Of the entries below, copy only those lines that contain the word "Duration".
━━━━━━━━━━━━━━━━━━━━━━━━━━━━━━
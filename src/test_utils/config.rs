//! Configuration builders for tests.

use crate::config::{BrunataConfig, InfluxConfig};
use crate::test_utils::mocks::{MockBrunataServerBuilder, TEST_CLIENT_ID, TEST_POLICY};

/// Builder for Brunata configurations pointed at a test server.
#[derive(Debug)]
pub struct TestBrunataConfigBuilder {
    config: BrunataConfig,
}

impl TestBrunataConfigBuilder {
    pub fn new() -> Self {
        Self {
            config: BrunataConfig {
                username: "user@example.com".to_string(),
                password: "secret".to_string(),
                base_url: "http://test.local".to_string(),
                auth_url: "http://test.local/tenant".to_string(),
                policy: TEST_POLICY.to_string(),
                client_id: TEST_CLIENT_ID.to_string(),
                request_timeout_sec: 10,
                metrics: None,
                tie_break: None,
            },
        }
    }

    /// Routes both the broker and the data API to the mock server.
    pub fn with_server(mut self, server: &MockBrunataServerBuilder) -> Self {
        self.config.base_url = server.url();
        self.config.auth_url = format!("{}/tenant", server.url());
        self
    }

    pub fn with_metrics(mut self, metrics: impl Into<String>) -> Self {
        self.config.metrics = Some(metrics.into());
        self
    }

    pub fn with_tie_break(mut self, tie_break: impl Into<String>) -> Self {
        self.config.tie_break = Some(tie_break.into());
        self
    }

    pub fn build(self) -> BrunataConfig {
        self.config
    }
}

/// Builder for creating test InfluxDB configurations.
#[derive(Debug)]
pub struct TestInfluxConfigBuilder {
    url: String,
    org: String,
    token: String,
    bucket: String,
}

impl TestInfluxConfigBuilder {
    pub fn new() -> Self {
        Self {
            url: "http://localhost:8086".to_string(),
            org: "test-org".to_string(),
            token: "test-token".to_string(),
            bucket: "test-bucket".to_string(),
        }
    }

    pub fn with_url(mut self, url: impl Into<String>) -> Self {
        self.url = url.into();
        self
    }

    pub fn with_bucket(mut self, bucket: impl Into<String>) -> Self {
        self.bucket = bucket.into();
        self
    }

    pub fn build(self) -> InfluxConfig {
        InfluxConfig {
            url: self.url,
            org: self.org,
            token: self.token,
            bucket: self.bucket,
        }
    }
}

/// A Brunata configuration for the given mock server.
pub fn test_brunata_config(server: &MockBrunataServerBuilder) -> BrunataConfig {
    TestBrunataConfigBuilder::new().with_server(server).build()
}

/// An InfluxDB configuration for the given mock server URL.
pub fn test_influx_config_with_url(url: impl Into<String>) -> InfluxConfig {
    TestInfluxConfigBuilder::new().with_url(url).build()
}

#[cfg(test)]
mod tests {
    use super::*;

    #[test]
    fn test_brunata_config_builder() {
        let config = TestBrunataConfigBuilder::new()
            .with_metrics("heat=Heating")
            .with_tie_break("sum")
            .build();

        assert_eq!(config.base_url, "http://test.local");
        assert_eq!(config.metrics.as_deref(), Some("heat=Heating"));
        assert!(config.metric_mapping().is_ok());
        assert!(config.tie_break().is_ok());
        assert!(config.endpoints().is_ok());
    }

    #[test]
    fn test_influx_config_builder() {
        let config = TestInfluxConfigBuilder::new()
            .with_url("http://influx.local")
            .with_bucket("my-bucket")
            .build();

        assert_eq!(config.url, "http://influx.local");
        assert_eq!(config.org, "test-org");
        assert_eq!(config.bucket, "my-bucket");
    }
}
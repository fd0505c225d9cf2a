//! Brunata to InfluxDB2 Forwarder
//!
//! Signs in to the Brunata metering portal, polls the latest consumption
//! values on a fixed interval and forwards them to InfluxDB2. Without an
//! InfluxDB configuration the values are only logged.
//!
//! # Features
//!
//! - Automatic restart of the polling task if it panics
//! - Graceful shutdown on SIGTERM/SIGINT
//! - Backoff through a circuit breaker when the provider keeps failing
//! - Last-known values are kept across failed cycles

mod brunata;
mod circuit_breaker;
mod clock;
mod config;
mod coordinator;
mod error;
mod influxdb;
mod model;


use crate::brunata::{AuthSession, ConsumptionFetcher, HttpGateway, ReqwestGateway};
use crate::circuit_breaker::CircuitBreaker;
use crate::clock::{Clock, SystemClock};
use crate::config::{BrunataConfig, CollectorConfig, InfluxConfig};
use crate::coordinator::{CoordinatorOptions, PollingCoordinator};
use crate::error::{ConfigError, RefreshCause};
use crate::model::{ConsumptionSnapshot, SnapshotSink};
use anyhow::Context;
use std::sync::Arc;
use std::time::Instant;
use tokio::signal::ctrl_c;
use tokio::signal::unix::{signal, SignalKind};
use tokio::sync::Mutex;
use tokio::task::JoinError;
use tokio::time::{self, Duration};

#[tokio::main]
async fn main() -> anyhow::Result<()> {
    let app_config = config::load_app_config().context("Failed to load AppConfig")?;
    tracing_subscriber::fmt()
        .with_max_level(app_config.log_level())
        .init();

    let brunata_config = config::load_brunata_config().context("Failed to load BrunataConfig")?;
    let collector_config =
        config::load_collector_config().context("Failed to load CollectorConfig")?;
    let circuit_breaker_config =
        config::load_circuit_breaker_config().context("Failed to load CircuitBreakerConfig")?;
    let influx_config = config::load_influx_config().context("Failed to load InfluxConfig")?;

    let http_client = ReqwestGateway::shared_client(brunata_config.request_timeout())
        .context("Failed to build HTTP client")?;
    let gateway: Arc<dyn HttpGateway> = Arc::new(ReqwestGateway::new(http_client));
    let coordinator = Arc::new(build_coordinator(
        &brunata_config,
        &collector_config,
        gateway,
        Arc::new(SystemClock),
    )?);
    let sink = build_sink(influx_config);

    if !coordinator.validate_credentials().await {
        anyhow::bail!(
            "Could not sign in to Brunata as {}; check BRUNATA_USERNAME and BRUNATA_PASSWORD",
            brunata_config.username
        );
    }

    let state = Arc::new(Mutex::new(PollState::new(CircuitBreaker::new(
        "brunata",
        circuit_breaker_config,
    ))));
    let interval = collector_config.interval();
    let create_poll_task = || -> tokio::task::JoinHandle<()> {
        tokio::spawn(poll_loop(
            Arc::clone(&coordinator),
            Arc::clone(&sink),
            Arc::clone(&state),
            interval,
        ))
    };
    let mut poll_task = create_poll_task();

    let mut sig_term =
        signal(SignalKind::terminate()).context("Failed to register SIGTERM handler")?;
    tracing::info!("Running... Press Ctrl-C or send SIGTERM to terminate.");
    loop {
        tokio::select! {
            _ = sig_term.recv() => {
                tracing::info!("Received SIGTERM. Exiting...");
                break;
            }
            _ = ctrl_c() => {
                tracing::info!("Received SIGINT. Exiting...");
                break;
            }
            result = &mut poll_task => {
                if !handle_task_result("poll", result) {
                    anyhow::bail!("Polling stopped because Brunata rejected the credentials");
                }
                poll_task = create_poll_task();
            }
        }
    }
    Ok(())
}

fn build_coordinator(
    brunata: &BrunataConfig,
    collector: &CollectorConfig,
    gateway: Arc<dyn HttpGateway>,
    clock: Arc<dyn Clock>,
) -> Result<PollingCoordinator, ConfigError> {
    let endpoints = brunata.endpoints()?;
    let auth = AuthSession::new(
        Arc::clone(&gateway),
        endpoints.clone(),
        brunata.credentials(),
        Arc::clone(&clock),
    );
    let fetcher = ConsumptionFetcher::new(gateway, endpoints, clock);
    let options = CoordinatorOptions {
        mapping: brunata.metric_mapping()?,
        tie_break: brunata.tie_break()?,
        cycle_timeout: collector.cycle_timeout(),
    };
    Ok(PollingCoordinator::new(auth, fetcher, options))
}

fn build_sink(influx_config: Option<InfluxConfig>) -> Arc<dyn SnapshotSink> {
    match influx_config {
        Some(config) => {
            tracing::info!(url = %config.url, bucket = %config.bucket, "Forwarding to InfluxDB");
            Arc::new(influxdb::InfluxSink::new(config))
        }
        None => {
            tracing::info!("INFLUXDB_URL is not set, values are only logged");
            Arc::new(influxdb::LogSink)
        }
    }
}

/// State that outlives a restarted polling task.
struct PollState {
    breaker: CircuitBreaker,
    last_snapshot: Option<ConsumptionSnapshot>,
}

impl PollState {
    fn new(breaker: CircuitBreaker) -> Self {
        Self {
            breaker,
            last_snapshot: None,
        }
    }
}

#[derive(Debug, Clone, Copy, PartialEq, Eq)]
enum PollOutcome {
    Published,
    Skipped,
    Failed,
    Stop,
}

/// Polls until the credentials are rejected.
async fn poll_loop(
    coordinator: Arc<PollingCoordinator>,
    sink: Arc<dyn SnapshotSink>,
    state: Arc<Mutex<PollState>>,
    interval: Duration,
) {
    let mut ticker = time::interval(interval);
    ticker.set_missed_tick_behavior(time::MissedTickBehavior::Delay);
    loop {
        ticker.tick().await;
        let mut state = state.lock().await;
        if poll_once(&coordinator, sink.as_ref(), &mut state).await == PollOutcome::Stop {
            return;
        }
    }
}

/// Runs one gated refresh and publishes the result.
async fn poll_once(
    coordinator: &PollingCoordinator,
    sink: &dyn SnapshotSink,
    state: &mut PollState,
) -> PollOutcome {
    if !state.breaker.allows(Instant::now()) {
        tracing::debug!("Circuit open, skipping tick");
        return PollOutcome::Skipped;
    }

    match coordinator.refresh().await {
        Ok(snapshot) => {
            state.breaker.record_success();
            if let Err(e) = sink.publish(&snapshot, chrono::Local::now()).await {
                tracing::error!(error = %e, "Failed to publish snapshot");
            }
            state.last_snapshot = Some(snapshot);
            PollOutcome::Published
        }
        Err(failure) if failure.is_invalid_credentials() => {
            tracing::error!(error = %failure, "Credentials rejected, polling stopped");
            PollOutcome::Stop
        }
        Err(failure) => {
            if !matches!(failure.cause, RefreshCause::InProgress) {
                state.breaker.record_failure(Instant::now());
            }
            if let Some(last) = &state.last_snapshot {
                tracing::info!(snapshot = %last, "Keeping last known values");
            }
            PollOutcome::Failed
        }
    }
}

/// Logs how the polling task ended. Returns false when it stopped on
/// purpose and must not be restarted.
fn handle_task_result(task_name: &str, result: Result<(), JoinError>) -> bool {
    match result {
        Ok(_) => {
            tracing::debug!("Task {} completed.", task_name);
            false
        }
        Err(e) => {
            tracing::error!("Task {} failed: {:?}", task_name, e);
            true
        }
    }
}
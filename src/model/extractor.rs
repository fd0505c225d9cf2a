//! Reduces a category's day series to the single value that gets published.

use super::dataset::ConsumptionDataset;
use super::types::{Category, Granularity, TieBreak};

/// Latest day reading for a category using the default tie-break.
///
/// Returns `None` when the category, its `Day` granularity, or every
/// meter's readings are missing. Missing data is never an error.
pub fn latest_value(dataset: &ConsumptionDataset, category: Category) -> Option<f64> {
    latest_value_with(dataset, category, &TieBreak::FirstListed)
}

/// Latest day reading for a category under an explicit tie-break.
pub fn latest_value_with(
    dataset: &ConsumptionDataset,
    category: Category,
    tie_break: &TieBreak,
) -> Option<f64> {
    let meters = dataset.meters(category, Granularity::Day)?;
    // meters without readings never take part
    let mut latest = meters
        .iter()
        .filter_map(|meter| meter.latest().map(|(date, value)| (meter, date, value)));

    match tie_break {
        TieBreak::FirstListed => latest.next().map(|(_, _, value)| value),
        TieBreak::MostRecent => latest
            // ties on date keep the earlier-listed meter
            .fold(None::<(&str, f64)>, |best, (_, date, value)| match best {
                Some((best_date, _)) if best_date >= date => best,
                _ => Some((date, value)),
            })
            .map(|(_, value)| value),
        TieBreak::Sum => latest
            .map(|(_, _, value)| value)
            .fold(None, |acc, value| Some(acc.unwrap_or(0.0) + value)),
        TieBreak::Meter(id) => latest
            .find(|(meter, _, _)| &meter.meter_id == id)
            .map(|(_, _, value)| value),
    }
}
━━━━━━━━━━━━━━━━━━━━━━━━━━━━━━
Finished task:
use tokio::time::{self, Duration};
    interval: Duration,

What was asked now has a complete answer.